My Favorite Burger

 

When I was a vegetarian I ate a lot of Morningstar burger patties and fed the kids their chik'n nuggets (they taste just like regular chicken nuggets). When I became a vegan, I realized those aren't vegan products and started buying the more expensive vegan options.  I never felt the processed vegan patties lived up to their expensive price tag and didn't eat many burgers until I discovered this recipe....

Ingredients:

2 cups vegetable broth

1/3 cup bulgar wheat (found in the natural grain section of grocery store)

1 cup of textured vegetable protein (TVP)

1/2 yellow onion

1 tbsp oil

1 tsp salt

4-6 mushrooms (any variety)

1/2 black beans (I used leftover kidney beans)

1 tbsp tomato paste

1 tsp cumin

1 tbsp vegan Worcestershire sauce (I like The Wizard's brand)

1 cup vital wheat gluten flour (holds the burgers together)

1/2 cup nutritional yeast

 

I used 4 oz of tempeh, cut into small pieces and boiled in a cup of vegetable broth instead of TVP. I drained the vegetable broth before adding it into the recipe.

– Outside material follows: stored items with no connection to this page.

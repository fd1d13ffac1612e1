//! Link event types.
//!
//! Events are published by a link session through a
//! [`tokio::sync::broadcast`] channel. Delivery is best effort: the channel
//! is bounded, so a listener that falls far enough behind misses events
//! and is told how many it skipped.

use crate::types::ResponseLine;

/// An event published by a link session.
#[derive(Debug, Clone)]
pub enum LinkEvent {
    /// The transport was opened.
    Connected,

    /// The transport failed and the session can no longer send.
    Disconnected {
        /// Description of the failure.
        reason: String,
    },

    /// A complete line was framed from the device's byte stream.
    ///
    /// Every line is published, including the one that completed a command
    /// (`solicited == true`).
    Line(ResponseLine),

    /// The session was closed by its owner.
    Closed,
}
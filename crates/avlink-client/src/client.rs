//! CommandClient -- the action-level API over one link session.
//!
//! A client pairs a [`DeviceModel`] with a [`LinkSession`]. Callers name an
//! action and pass arguments; the client validates them against the
//! action's template, encodes the command, sends it through the session,
//! and interprets the reply.
//!
//! Validation happens before anything reaches the link: an unknown action,
//! missing arguments, or text the wire encoding cannot carry fail without a
//! write. Nothing is retried; retry policy belongs to the caller.

use std::collections::BTreeMap;
use std::sync::{Arc, Mutex, MutexGuard};
use std::time::Duration;

use tokio::sync::broadcast::{self, error::RecvError};
use tokio::sync::watch;
use tokio::task::JoinHandle;
use tracing::{debug, warn};

use avlink_core::error::{escape_bytes, Error, Result};
use avlink_core::events::LinkEvent;
use avlink_core::types::{Args, LinkState, ResponseLine, ResponseMatch};
use avlink_link::matcher::match_pattern;
use avlink_link::session::{Command, LinkSession};

use crate::model::{ActionDefinition, DeviceModel};

/// Result of [`CommandClient::send_action`].
#[derive(Debug, Clone, PartialEq, Eq)]
pub enum ActionResponse {
    /// The reply matched a response pattern.
    Fields(ResponseMatch),
    /// The action has no response pattern; the decoded reply line.
    Text(String),
    /// The action expects no reply; the command was written.
    Sent,
}

impl ActionResponse {
    pub fn fields(&self) -> Option<&BTreeMap<String, String>> {
        match self {
            ActionResponse::Fields(m) => Some(&m.fields),
            _ => None,
        }
    }

    /// One captured field by name.
    pub fn field(&self, name: &str) -> Option<&str> {
        self.fields()?.get(name).map(String::as_str)
    }

    pub fn text(&self) -> Option<&str> {
        match self {
            ActionResponse::Text(text) => Some(text),
            _ => None,
        }
    }
}

type Listener = Arc<dyn Fn(&ResponseLine) + Send + Sync>;

fn lock<T>(mutex: &Mutex<T>) -> MutexGuard<'_, T> {
    mutex.lock().unwrap_or_else(|e| e.into_inner())
}

/// Action client for one device.
///
/// Built by [`CommandClientBuilder`](crate::builder::CommandClientBuilder).
/// All methods take `&self`; share the client behind an `Arc` to issue
/// commands from several tasks. Commands are serviced in the order they
/// are queued.
pub struct CommandClient {
    model: Arc<DeviceModel>,
    session: LinkSession,
    timeout: Duration,
    listeners: Arc<Mutex<Vec<Listener>>>,
    dispatcher: Mutex<Option<JoinHandle<()>>>,
}

impl CommandClient {
    pub(crate) fn new(model: Arc<DeviceModel>, session: LinkSession, timeout: Duration) -> Self {
        CommandClient {
            model,
            session,
            timeout,
            listeners: Arc::new(Mutex::new(Vec::new())),
            dispatcher: Mutex::new(None),
        }
    }

    pub fn model(&self) -> &Arc<DeviceModel> {
        &self.model
    }

    /// Response timeout applied to every command.
    pub fn response_timeout(&self) -> Duration {
        self.timeout
    }

    /// Open the link now rather than on the first command.
    pub async fn connect(&self) -> Result<()> {
        self.session.connect().await
    }

    /// Send an action and interpret its reply.
    ///
    /// Returns [`ActionResponse::Fields`] when the action has a response
    /// pattern, [`ActionResponse::Text`] when it waits for a reply without
    /// one, and [`ActionResponse::Sent`] when it expects no reply. A reply
    /// that matches no known pattern fails with [`Error::NoMatch`].
    pub async fn send_action(&self, action_id: &str, args: &Args) -> Result<ActionResponse> {
        let action = self
            .model
            .action(action_id)
            .ok_or_else(|| Error::UnknownAction(action_id.to_string()))?;

        let missing = action.template.missing(args);
        if !missing.is_empty() {
            return Err(Error::MissingArgument {
                action: action.id.clone(),
                missing,
            });
        }

        let protocol = self.model.protocol();
        let mut bytes = action.template.encode(args, protocol.encoding)?;
        bytes.extend(protocol.encoding.encode(&protocol.command_eol)?);

        debug!(action = %action.id, %args, "sending action");
        let command = Command {
            bytes,
            expect_response: action.expects_response(),
            skip_bytes: protocol.skip_bytes,
            timeout: self.timeout,
            action: Some(action.id.clone()),
        };

        match self.session.send(command).await? {
            Some(line) => interpret(action, line),
            None => Ok(ActionResponse::Sent),
        }
    }

    /// Write bytes as-is, without validation and without waiting for a reply.
    ///
    /// For diagnostics. The write still queues behind other commands and
    /// honors the minimum command interval.
    pub async fn send_raw(&self, data: &[u8]) -> Result<()> {
        debug!(data = %escape_bytes(data), "sending raw bytes");
        self.session
            .send(Command::write_only(data.to_vec(), self.timeout))
            .await
            .map(|_| ())
    }

    /// Call `callback` for every line that is not a command's result.
    ///
    /// A result that matched no known response pattern is delivered too,
    /// since it cannot be told apart from unrelated device output. The
    /// caller still gets it as [`Error::NoMatch`] or
    /// [`ActionResponse::Text`].
    ///
    /// Callbacks run on a single dispatcher task, one line at a time and in
    /// framing order, so a callback is never invoked concurrently with
    /// itself or another callback. Must be called from within a tokio
    /// runtime.
    pub fn subscribe<F>(&self, callback: F)
    where
        F: Fn(&ResponseLine) + Send + Sync + 'static,
    {
        lock(&self.listeners).push(Arc::new(callback));

        let mut dispatcher = lock(&self.dispatcher);
        if dispatcher.is_none() {
            let events = self.session.subscribe();
            *dispatcher = Some(tokio::spawn(dispatch(events, Arc::clone(&self.listeners))));
        }
    }

    /// Raw session events: every line (solicited or not) and connection
    /// changes.
    pub fn events(&self) -> broadcast::Receiver<LinkEvent> {
        self.session.subscribe()
    }

    pub fn state(&self) -> LinkState {
        self.session.state()
    }

    pub fn watch_state(&self) -> watch::Receiver<LinkState> {
        self.session.watch_state()
    }

    /// Close the link. Later commands fail with [`Error::Closed`].
    pub async fn close(&self) -> Result<()> {
        self.session.close().await
    }
}

impl Drop for CommandClient {
    fn drop(&mut self) {
        if let Some(task) = lock(&self.dispatcher).take() {
            task.abort();
        }
    }
}

fn interpret(action: &ActionDefinition, line: ResponseLine) -> Result<ActionResponse> {
    let Some(pattern) = &action.response_pattern else {
        return Ok(ActionResponse::Text(line.text));
    };
    if let Some(m) = match_pattern(&action.id, pattern, &line.text) {
        return Ok(ActionResponse::Fields(m));
    }
    if let Some(m) = line.matched {
        debug!(action = %action.id, matched = %m.action_id, "reply matched another action's pattern");
        return Ok(ActionResponse::Fields(m));
    }
    Err(Error::NoMatch {
        action: action.id.clone(),
        line: line.text,
    })
}

/// Unsolicited lines, plus command results no known pattern recognized.
fn for_listeners(line: &ResponseLine) -> bool {
    !line.solicited || line.matched.is_none()
}

async fn dispatch(mut events: broadcast::Receiver<LinkEvent>, listeners: Arc<Mutex<Vec<Listener>>>) {
    loop {
        match events.recv().await {
            Ok(LinkEvent::Line(line)) if for_listeners(&line) => {
                let snapshot: Vec<Listener> = lock(&listeners).clone();
                for listener in &snapshot {
                    listener(&line);
                }
            }
            Ok(LinkEvent::Closed) | Err(RecvError::Closed) => break,
            Ok(_) => {}
            Err(RecvError::Lagged(skipped)) => {
                warn!(skipped, "listener dispatch fell behind; lines were dropped");
            }
        }
    }
    debug!("listener dispatch finished");
}
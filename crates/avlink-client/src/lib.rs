//! avlink-client: action-level access to A/V devices.
//!
//! A [`DeviceModel`] is loaded once from data and shared; a
//! [`CommandClient`] binds it to one link and turns `send_action("power.on",
//! args)` into validated, encoded, single-flight exchanges. The
//! [`BlockingClient`] offers the same operations to synchronous callers.
//!
//! # Modules
//!
//! - [`model`] -- model definitions, validation, and the registry
//! - [`client`] -- the async client and its listener dispatch
//! - [`builder`] -- fluent construction with address and timing overrides
//! - [`blocking`] -- a thread-blocking wrapper with its own runtime

pub mod blocking;
pub mod builder;
pub mod client;
pub mod model;

pub use blocking::BlockingClient;
pub use builder::CommandClientBuilder;
pub use client::{ActionResponse, CommandClient};
pub use model::{
    ActionDefinition, ActionDoc, DeviceModel, FieldDoc, ModelDefinition, ModelRegistry,
    ProtocolConfig,
};
// ---------------------------------------------------------------------------
// Tests
// ---------------------------------------------------------------------------

#[cfg(test)]
mod tests {
    use super::*;
    use pretty_assertions::assert_eq;

    // -----------------------------------------------------------------------
    // Template parsing
    // -----------------------------------------------------------------------

    #[test]
    fn parse_collects_params_in_order() {
        let t = Template::parse("VOL{zone}={level}\r").unwrap();
        assert_eq!(t.params(), ["zone", "level"]);
        assert_eq!(t.source(), "VOL{zone}={level}\r");
    }

    #[test]
    fn parse_lists_repeated_name_once() {
        let t = Template::parse("{zone}:{zone}").unwrap();
        assert_eq!(t.params(), ["zone"]);
        let text = t.render(&Args::new().with("zone", 4)).unwrap();
        assert_eq!(text, "4:4");
    }

    #[test]
    fn parse_literal_template_has_no_params() {
        let t = Template::parse("PWR?\r").unwrap();
        assert!(t.params().is_empty());
        assert_eq!(t.render(&Args::new()).unwrap(), "PWR?\r");
    }

    #[test]
    fn parse_escaped_braces() {
        let t = Template::parse("{{{name}}}").unwrap();
        assert_eq!(t.params(), ["name"]);
        assert_eq!(t.render(&Args::new().with("name", "x")).unwrap(), "{x}");
    }

    #[test]
    fn parse_rejects_malformed() {
        for bad in ["{", "}", "{}", "{0}", "{a{b}}", "{zone:x}", "{zone!r}", "{1st}"] {
            let result = Template::parse(bad);
            assert!(
                matches!(result, Err(Error::InvalidDefinition(_))),
                "{bad:?} should be rejected"
            );
        }
    }

    // -----------------------------------------------------------------------
    // Template rendering
    // -----------------------------------------------------------------------

    #[test]
    fn render_power_on() {
        let t = Template::parse("PWR{zone}=1\r").unwrap();
        let bytes = t
            .encode(&Args::new().with("zone", 3), WireEncoding::Ascii)
            .unwrap();
        assert_eq!(bytes, b"PWR3=1\r");
    }

    #[test]
    fn render_reports_every_missing_key() {
        let t = Template::parse("VOL{zone}={level}\r").unwrap();
        match t.render(&Args::new()) {
            Err(Error::MissingArgument { missing, .. }) => {
                assert_eq!(missing, vec!["zone".to_string(), "level".to_string()]);
            }
            other => panic!("expected MissingArgument, got {other:?}"),
        }
    }

    #[test]
    fn render_ignores_extra_args() {
        let t = Template::parse("MUTE{zone}\r").unwrap();
        let args = Args::new().with("zone", 1).with("unused", 9);
        assert_eq!(t.render(&args).unwrap(), "MUTE1\r");
    }

    #[test]
    fn render_width_specs() {
        let t = Template::parse("[{a:03}][{b:3}][{c:4}]").unwrap();
        let args = Args::new().with("a", 7).with("b", 7).with("c", "x");
        assert_eq!(t.render(&args).unwrap(), "[007][  7][x   ]");
    }

    #[test]
    fn render_negative_zero_padded() {
        let t = Template::parse("TRIM{db:03}").unwrap();
        assert_eq!(t.render(&Args::new().with("db", -5)).unwrap(), "TRIM-05");
    }

    #[test]
    fn encode_rejects_non_ascii_argument() {
        let t = Template::parse("NAME{text}\r").unwrap();
        let result = t.encode(&Args::new().with("text", "Caf\u{e9}"), WireEncoding::Ascii);
        assert!(matches!(result, Err(Error::Encoding { .. })));

        let latin1 = t
            .encode(&Args::new().with("text", "Caf\u{e9}"), WireEncoding::Latin1)
            .unwrap();
        assert_eq!(latin1, b"NAMECaf\xE9\r");
    }

    // -----------------------------------------------------------------------
    // split_lines
    // -----------------------------------------------------------------------

    #[test]
    fn split_returns_lines_and_remainder() {
        let (lines, rest) = split_lines(b"A\r\nB\r\nC", b"\r\n", 0);
        assert_eq!(lines, vec![&b"A\r\n"[..], &b"B\r\n"[..]]);
        assert_eq!(rest, b"C");
    }

    #[test]
    fn split_drops_blank_lines() {
        let (lines, rest) = split_lines(b"\r\nA\r\n\r\n\r\nB\r\n", b"\r\n", 0);
        assert_eq!(lines, vec![&b"A\r\n"[..], &b"B\r\n"[..]]);
        assert!(rest.is_empty());
    }

    #[test]
    fn split_bare_cr_eol() {
        let (lines, rest) = split_lines(b"PWR3=1\rVOL", b"\r", 0);
        assert_eq!(lines, vec![&b"PWR3=1\r"[..]]);
        assert_eq!(rest, b"VOL");
    }

    #[test]
    fn split_incomplete_returns_everything_as_remainder() {
        let (lines, rest) = split_lines(b"PWR3=1", b"\r", 0);
        assert!(lines.is_empty());
        assert_eq!(rest, b"PWR3=1");
    }

    #[test]
    fn split_skip_ignores_echo() {
        // The echoed "PWR?\r" would otherwise frame as its own line.
        let (lines, rest) = split_lines(b"PWR?\rPWR1\r", b"\r", 5);
        assert_eq!(lines, vec![&b"PWR1\r"[..]]);
        assert!(rest.is_empty());
    }

    #[test]
    fn split_skip_longer_than_buffer_consumes_nothing() {
        let (lines, rest) = split_lines(b"PW", b"\r", 5);
        assert!(lines.is_empty());
        assert_eq!(rest, b"PW");
    }

    #[test]
    fn split_eol_spanning_skip_boundary_is_not_matched() {
        // Skip ends between '\r' and '\n', so the first EOL is the second one.
        let (lines, _) = split_lines(b"AB\r\nCD\r\n", b"\r\n", 3);
        assert_eq!(lines, vec![&b"\nCD\r\n"[..]]);
    }

    #[test]
    fn split_empty_eol_frames_nothing() {
        let (lines, rest) = split_lines(b"abc", b"", 0);
        assert!(lines.is_empty());
        assert_eq!(rest, b"abc");
    }

    // -----------------------------------------------------------------------
    // LineFramer
    // -----------------------------------------------------------------------

    #[test]
    fn framer_joins_partial_reads() {
        let mut framer = LineFramer::new(b"\r");
        assert!(framer.push(b"PW").is_empty());
        assert_eq!(framer.pending(), b"PW");
        let lines = framer.push(b"R3=1\r");
        assert_eq!(lines, vec![Bytes::from_static(b"PWR3=1\r")]);
        assert!(framer.pending().is_empty());
    }

    #[test]
    fn framer_eol_split_across_reads() {
        let mut framer = LineFramer::new(b"\r\n");
        assert!(framer.push(b"A\r").is_empty());
        assert_eq!(framer.push(b"\nB\r\n").len(), 2);
    }

    #[test]
    fn framer_skip_applies_to_first_line_only() {
        let mut framer = LineFramer::new(b"\r");
        framer.set_skip(4);
        assert!(framer.push(b"PWR").is_empty());
        let lines = framer.push(b"?PWR1\rPWR2\r");
        assert_eq!(
            lines,
            vec![Bytes::from_static(b"PWR1\r"), Bytes::from_static(b"PWR2\r")]
        );
        let lines = framer.push(b"ZZZZPWR3\r");
        assert_eq!(lines, vec![Bytes::from_static(b"ZZZZPWR3\r")]);
    }

    #[test]
    fn framer_clear_returns_partial() {
        let mut framer = LineFramer::new(b"\r");
        framer.set_skip(2);
        framer.push(b"abc");
        assert_eq!(framer.clear(), b"abc");
        assert!(framer.pending().is_empty());
        assert_eq!(framer.push(b"x\r"), vec![Bytes::from_static(b"x\r")]);
    }

    #[test]
    fn framer_overflow_resets() {
        let mut framer = LineFramer::new(b"\r").with_max_len(8);
        assert!(framer.push(b"0123456789").is_empty());
        assert!(framer.pending().is_empty());
        assert_eq!(framer.push(b"ok\r"), vec![Bytes::from_static(b"ok\r")]);
    }

    #[test]
    fn framer_empty_eol_uses_default() {
        let framer = LineFramer::new(b"");
        assert_eq!(framer.eol(), DEFAULT_EOL);
    }

    /// Whatever the read boundaries, the same lines come out.
    #[test]
    fn framer_round_trip_across_any_chunking() {
        let lines: Vec<&[u8]> = vec![b"PWR3=1", b"VOL2=-30", b"SRC1=HDMI 2", b"X"];
        for eol in [&b"\r"[..], &b"\r\n"[..], &b"\n"[..]] {
            let mut stream = Vec::new();
            for line in &lines {
                stream.extend_from_slice(line);
                stream.extend_from_slice(eol);
            }
            let expected: Vec<Vec<u8>> = lines
                .iter()
                .map(|l| [*l, eol].concat())
                .collect();

            // Uniform chunk sizes, then an irregular cycling pattern.
            let mut patterns: Vec<Vec<usize>> = (1..=stream.len()).map(|n| vec![n]).collect();
            patterns.push(vec![1, 3, 2, 7, 1, 1, 5]);
            patterns.push(vec![2, 1]);

            for pattern in patterns {
                let mut framer = LineFramer::new(eol);
                let mut got: Vec<Vec<u8>> = Vec::new();
                let mut offset = 0;
                let mut sizes = pattern.iter().cycle();
                while offset < stream.len() {
                    let size = (*sizes.next().unwrap()).min(stream.len() - offset);
                    for line in framer.push(&stream[offset..offset + size]) {
                        got.push(line.to_vec());
                    }
                    offset += size;
                }
                assert_eq!(got, expected, "eol {eol:?}, chunks {pattern:?}");
                assert!(framer.pending().is_empty());
            }
        }
    }
}
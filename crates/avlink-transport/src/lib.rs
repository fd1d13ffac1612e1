//! Transport implementations for avlink.
//!
//! This crate provides concrete implementations of the
//! [`Transport`](avlink_core::Transport) trait from `avlink-core`:
//!
//! - [`SerialTransport`]: RS232 ports and USB serial adapters
//! - [`TcpTransport`]: TCP sockets to serial gateways (IP2SL, ser2net)
//!
//! [`TransportConfig`] parses device addresses and implements
//! [`Connector`](avlink_core::Connector), so a link session can open the
//! right transport lazily.

pub mod address;
pub mod serial;
pub mod tcp;

pub use address::{TransportConfig, DEFAULT_TCP_PORT};
pub use serial::{DataBits, FlowControl, Parity, SerialConfig, SerialTransport, StopBits};
pub use tcp::TcpTransport;
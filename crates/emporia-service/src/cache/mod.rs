//! Caching infrastructure for the service layer.
//!
//! This module provides the Cache Port with two interchangeable backends:
//! an in-process map and Redis. Values cross the boundary as JSON strings,
//! so backends never need to know an entity's shape.

mod cache_interface;
pub mod cache_keys;
mod memory_cache;
mod redis_cache;

pub use cache_interface::{Cache, CacheExt, DEFAULT_TTL};
pub use memory_cache::MemoryCache;
pub use redis_cache::RedisCache;
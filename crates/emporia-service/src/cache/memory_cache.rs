//! In-process cache implementation.

use super::Cache;
use async_trait::async_trait;
use emporia_core::EmporiaResult;
use parking_lot::RwLock;
use std::collections::HashMap;
use std::time::{Duration, Instant};
use tracing::debug;

/// In-process cache backed by a map under a read/write lock.
///
/// Reads share the lock; writes serialize on it. The lock is never held
/// across an await point, and no store call ever happens under it.
#[derive(Default)]
pub struct MemoryCache {
    entries: RwLock<HashMap<String, CacheEntry>>,
}

struct CacheEntry {
    value: String,
    expires_at: Option<Instant>,
}

impl CacheEntry {
    fn is_expired(&self) -> bool {
        self.expires_at.is_some_and(|at| Instant::now() >= at)
    }
}

impl MemoryCache {
    /// Creates a new empty in-process cache.
    #[must_use]
    pub fn new() -> Self {
        Self::default()
    }
}

#[async_trait]
impl Cache for MemoryCache {
    async fn get_raw(&self, key: &str) -> EmporiaResult<Option<String>> {
        {
            let entries = self.entries.read();
            match entries.get(key) {
                None => return Ok(None),
                Some(entry) if !entry.is_expired() => return Ok(Some(entry.value.clone())),
                Some(_) => {}
            }
        }

        // The entry has expired: re-check under the write lock before
        // removing, since a writer may have replaced it in between.
        let mut entries = self.entries.write();
        if entries.get(key).is_some_and(CacheEntry::is_expired) {
            debug!("Evicting expired cache entry '{}'", key);
            entries.remove(key);
        }
        Ok(None)
    }

    async fn set_raw(&self, key: &str, value: &str, ttl: Duration) -> EmporiaResult<()> {
        let expires_at = if ttl.is_zero() {
            None
        } else {
            Some(Instant::now() + ttl)
        };

        self.entries.write().insert(
            key.to_string(),
            CacheEntry {
                value: value.to_string(),
                expires_at,
            },
        );
        Ok(())
    }

    async fn delete(&self, key: &str) -> EmporiaResult<bool> {
        Ok(self.entries.write().remove(key).is_some())
    }
}

impl std::fmt::Debug for MemoryCache {
    fn fmt(&self, f: &mut std::fmt::Formatter<'_>) -> std::fmt::Result {
        f.debug_struct("MemoryCache")
            .field("entries", &self.entries.read().len())
            .finish()
    }
}
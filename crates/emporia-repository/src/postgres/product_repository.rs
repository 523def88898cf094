//! PostgreSQL product repository implementation.

use crate::traits::ProductRepository;
use async_trait::async_trait;
use chrono::{DateTime, Utc};
use emporia_core::{EmporiaResult, Product};
use sqlx::{FromRow, PgPool};
use tracing::debug;

/// PostgreSQL product repository.
#[derive(Clone)]
pub struct PgProductRepository {
    pool: PgPool,
}

impl PgProductRepository {
    /// Creates a new PostgreSQL product repository.
    #[must_use]
    pub fn new(pool: PgPool) -> Self {
        Self { pool }
    }
}

/// Database row representation of a product.
#[derive(Debug, FromRow)]
struct ProductRow {
    id: i64,
    name: String,
    description: String,
    price: f64,
    user_id: i64,
    created_at: DateTime<Utc>,
    updated_at: DateTime<Utc>,
}

impl From<ProductRow> for Product {
    fn from(row: ProductRow) -> Self {
        Self {
            id: row.id,
            name: row.name,
            description: row.description,
            price: row.price,
            user_id: row.user_id,
            created_at: row.created_at,
            updated_at: row.updated_at,
        }
    }
}

#[async_trait]
impl ProductRepository for PgProductRepository {
    async fn create(&self, product: &Product) -> EmporiaResult<Product> {
        debug!("Inserting product: {}", product.name);

        let row = sqlx::query_as::<_, ProductRow>(
            r#"
            INSERT INTO products (name, description, price, user_id, created_at, updated_at)
            VALUES ($1, $2, $3, $4, $5, $6)
            RETURNING id, name, description, price, user_id, created_at, updated_at
            "#,
        )
        .bind(&product.name)
        .bind(&product.description)
        .bind(product.price)
        .bind(product.user_id)
        .bind(product.created_at)
        .bind(product.updated_at)
        .fetch_one(&self.pool)
        .await?;

        Ok(row.into())
    }

    async fn find_by_id(&self, id: i64) -> EmporiaResult<Option<Product>> {
        debug!("Finding product by id: {}", id);

        let row = sqlx::query_as::<_, ProductRow>(
            r#"
            SELECT id, name, description, price, user_id, created_at, updated_at
            FROM products
            WHERE id = $1
            "#,
        )
        .bind(id)
        .fetch_optional(&self.pool)
        .await?;

        Ok(row.map(Product::from))
    }

    async fn update(&self, product: &Product) -> EmporiaResult<Option<Product>> {
        debug!("Updating product: {}", product.id);

        let row = sqlx::query_as::<_, ProductRow>(
            r#"
            UPDATE products
            SET name = $1, description = $2, price = $3, updated_at = $4
            WHERE id = $5
            RETURNING id, name, description, price, user_id, created_at, updated_at
            "#,
        )
        .bind(&product.name)
        .bind(&product.description)
        .bind(product.price)
        .bind(product.updated_at)
        .bind(product.id)
        .fetch_optional(&self.pool)
        .await?;

        Ok(row.map(Product::from))
    }

    async fn delete(&self, id: i64) -> EmporiaResult<bool> {
        debug!("Deleting product: {}", id);

        let result = sqlx::query("DELETE FROM products WHERE id = $1")
            .bind(id)
            .execute(&self.pool)
            .await?;

        Ok(result.rows_affected() > 0)
    }

    async fn find_all(&self) -> EmporiaResult<Vec<Product>> {
        debug!("Finding all products");

        let rows = sqlx::query_as::<_, ProductRow>(
            r#"
            SELECT id, name, description, price, user_id, created_at, updated_at
            FROM products
            ORDER BY id
            "#,
        )
        .fetch_all(&self.pool)
        .await?;

        Ok(rows.into_iter().map(Product::from).collect())
    }

    async fn find_by_user_id(&self, user_id: i64) -> EmporiaResult<Vec<Product>> {
        debug!("Finding products for user: {}", user_id);

        let rows = sqlx::query_as::<_, ProductRow>(
            r#"
            SELECT id, name, description, price, user_id, created_at, updated_at
            FROM products
            WHERE user_id = $1
            ORDER BY id
            "#,
        )
        .bind(user_id)
        .fetch_all(&self.pool)
        .await?;

        Ok(rows.into_iter().map(Product::from).collect())
    }
}

impl std::fmt::Debug for PgProductRepository {
    fn fmt(&self, f: &mut std::fmt::Formatter<'_>) -> std::fmt::Result {
        f.debug_struct("PgProductRepository").finish_non_exhaustive()
    }
}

You can find TVP in the natural food section

 

These burgers hold together very well while cooking and assembling.

 

 

 I eat mine with arugula lettuce, mustard and vegan mayo

This burger is healthier and cheaper than the prepackaged options.

Enjoy!

Recipe from Tofu Guru-watch her make it below

Full recipe:

2 cups vegetable broth

1/3 cup bulgar wheat

1 cup TVP

½ cup yellow onion, chopped

1 tbsp vegetable oil

1 tsp salt

4-6 cremini mushrooms, chopped

½ cup black beans, cooled

1 tbsp tomato paste

1 tsp cumin

1 tsp vegan Worcestershire sauce

½ cup nutritional yeast

1 cup vital wheat gluten flour

 

In a small saucepan, add in 1 cup vegetable broth and bulgar wheat.  Bring to a boil on med-high heat. Cover, lower the heat, and simmer until fully cooked.

 

In another saucepan, bring 1 cup of vegetable broth to a boil, then add in TVP to rehydrate.  Turn off the heat.

 

Add oil to a skillet on medium heat and cook onion with salt until transparent.  Add in mushrooms and cook for about 4 more minutes.

 

In a food processor, add in black beans, tomato paste, cumin, and cooked onion and mushrooms.  As it’s blending add in vegan Worcestershire sauce.

 

Transfer mixture to a large mixing bowl and add in vital wheat gluten flour and nutritional yeast. Mix it all together with a spatula.  Then add bulgar wheat and TVP to the dough.  Mix well with bare hands.

 

Form into patties and fry on medium heat with a bit of oil until crispy and brown on both sides.  Drain on a paper towel.